▶ _What is required_
The only thing to send back is the number of lines below that hold the string "ClientInfo".

Start of Material provided

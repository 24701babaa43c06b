//! Caching primitives for the edge rendering bridge.
//!
//! This crate provides:
//! - `generate_etag` - Weak-collision-free entity tags for payloads and static files
//! - `fresh` - Conditional-GET freshness check (`If-None-Match` / `If-Modified-Since`)
//! - `PayloadCachePolicy` - Revalidate-driven `Cache-Control` for rendered payloads
//! - `IMMUTABLE_CACHE_CONTROL` - Header for fingerprinted build assets
//!
//! # Example
//!
//! ```ignore
//! use edge_cache::{generate_etag, PayloadCachePolicy};
//!
//! let etag = generate_etag(b"<html></html>");
//! let cache_control = PayloadCachePolicy::revalidate(60).cache_control(None)?;
//! assert_eq!(cache_control.as_deref(), Some("s-maxage=60, stale-while-revalidate"));
//! ```

mod etag;
mod policy;

pub use etag::*;
pub use policy::*;
//! Serving files straight from the asset store.

use edge_assets::{AssetError, VirtualFs};
use edge_cache::{fresh, generate_etag, RequestConditions, Validators};
use edge_core::{RequestAdapter, ResponseAdapter, ResponseBody, ResponseError};
use edge_security::decode_uri_component;
use http::header::{CONTENT_LENGTH, CONTENT_TYPE, ETAG};
use http::{HeaderValue, StatusCode};

use crate::compress::compress_response;
use crate::ServerResult;

/// Options for static responses.
#[derive(Debug, Clone, Copy, PartialEq, Eq)]
pub struct StaticOptions {
    pub compress: bool,
    pub generate_etags: bool,
}

fn header_value(value: &str) -> Result<HeaderValue, ResponseError> {
    HeaderValue::from_str(value).map_err(|e| ResponseError::Build(e.to_string()))
}

/// Serve the file at `path` (percent-encoded, relative to the build root)
/// as an override response and send it.
///
/// Headers already staged on `res`, such as an immutable `Cache-Control`,
/// are carried over.
pub fn serve_static(
    vfs: &VirtualFs,
    req: &RequestAdapter,
    res: &ResponseAdapter,
    path: &str,
    options: StaticOptions,
) -> ServerResult<()> {
    let decoded = decode_uri_component(path).ok_or_else(|| AssetError::NotFound(path.to_string()))?;
    let content = vfs.read_file(&decoded)?.to_bytes();
    let content_type = vfs.content_type(&decoded)?;

    let mut headers = res.headers().to_header_map();
    headers.insert(CONTENT_TYPE, header_value(content_type)?);

    let etag = options.generate_etags.then(|| generate_etag(&content));
    if let Some(etag) = &etag {
        headers.insert(ETAG, header_value(etag)?);
    }
    let conditions = RequestConditions::from_lookup(|name| req.header(name));
    let validators = Validators {
        etag: etag.as_deref(),
        last_modified: None,
    };

    let (status, body) = if fresh(&conditions, &validators) {
        (StatusCode::NOT_MODIFIED, ResponseBody::Empty)
    } else {
        headers.insert(CONTENT_LENGTH, HeaderValue::from(content.len()));
        let body = if req.method() == http::Method::HEAD {
            ResponseBody::Empty
        } else {
            ResponseBody::Full(content)
        };
        (StatusCode::OK, body)
    };

    let mut response = http::Response::new(body);
    *response.status_mut() = status;
    *response.headers_mut() = headers;

    if options.compress {
        response = compress_response(response, req.header("accept-encoding"))?;
    }

    tracing::trace!(path = %decoded, status = status.as_u16(), "static file served");
    res.set_override(response);
    res.send();
    Ok(())
}

#[cfg(test)]
mod tests {
    use super::*;
    use bytes::Bytes;
    use edge_assets::AssetStore;
    use edge_core::{ClientInfo, HeaderAccess};

    const OPTIONS: StaticOptions = StaticOptions {
        compress: true,
        generate_etags: true,
    };

    fn vfs() -> VirtualFs {
        let store = AssetStore::builder()
            .text("/public/hello world.txt", "hello", "text/plain")
            .text("/public/big.css", "body{color:red}".repeat(40), "text/css")
            .build();
        VirtualFs::new(store, "/")
    }

    fn request(method: &str, headers: &[(&str, &str)]) -> RequestAdapter {
        let mut builder = http::Request::builder().method(method).uri("/x");
        for (k, v) in headers {
            builder = builder.header(*k, *v);
        }
        RequestAdapter::from_platform(builder.body(Bytes::new()).unwrap(), ClientInfo::default())
    }

    async fn serve(
        req: &RequestAdapter,
        path: &str,
        staged: Option<(&str, &str)>,
    ) -> ServerResult<http::Response<ResponseBody>> {
        let (res, pending) = ResponseAdapter::new();
        if let Some((name, value)) = staged {
            res.set_header(name, value).unwrap();
        }
        serve_static(&vfs(), req, &res, path, OPTIONS)?;
        Ok(pending.materialize().await.unwrap().response)
    }

    #[tokio::test]
    async fn test_serves_decoded_path_with_staged_headers() {
        let req = request("GET", &[]);
        let out = serve(&req, "/public/hello%20world.txt", Some(("Cache-Control", "max-age=1")))
            .await
            .unwrap();
        assert_eq!(out.status(), 200);
        assert_eq!(out.headers()["content-type"], "text/plain");
        assert_eq!(out.headers()["cache-control"], "max-age=1");
        assert_eq!(out.headers()["content-length"], "5");
        assert_eq!(out.headers()["etag"], generate_etag(b"hello").as_str());
        assert_eq!(&out.into_body().collect().await.unwrap()[..], b"hello");
    }

    #[tokio::test]
    async fn test_missing_file_is_not_found() {
        let req = request("GET", &[]);
        let err = serve(&req, "/public/nope.txt", None).await.unwrap_err();
        assert!(err.is_not_found());
        let err = serve(&req, "/public/%zz", None).await.unwrap_err();
        assert!(err.is_not_found());
    }

    #[tokio::test]
    async fn test_fresh_etag_gives_304() {
        let etag = generate_etag(b"hello");
        let req = request("GET", &[("if-none-match", etag.as_str())]);
        let out = serve(&req, "/public/hello%20world.txt", None).await.unwrap();
        assert_eq!(out.status(), 304);
        assert!(out.body().is_empty());
    }

    #[tokio::test]
    async fn test_head_has_headers_only() {
        let req = request("HEAD", &[]);
        let out = serve(&req, "/public/hello%20world.txt", None).await.unwrap();
        assert_eq!(out.headers()["content-length"], "5");
        assert!(out.body().is_empty());
    }

    #[tokio::test]
    async fn test_compressed_when_accepted() {
        let req = request("GET", &[("accept-encoding", "deflate")]);
        let out = serve(&req, "/public/big.css", None).await.unwrap();
        assert_eq!(out.headers()["content-encoding"], "deflate");

        let req = request("GET", &[]);
        let out = serve(&req, "/public/big.css", None).await.unwrap();
        assert!(out.headers().get("content-encoding").is_none());
    }
}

End of Material provided

▶ _Written response_
2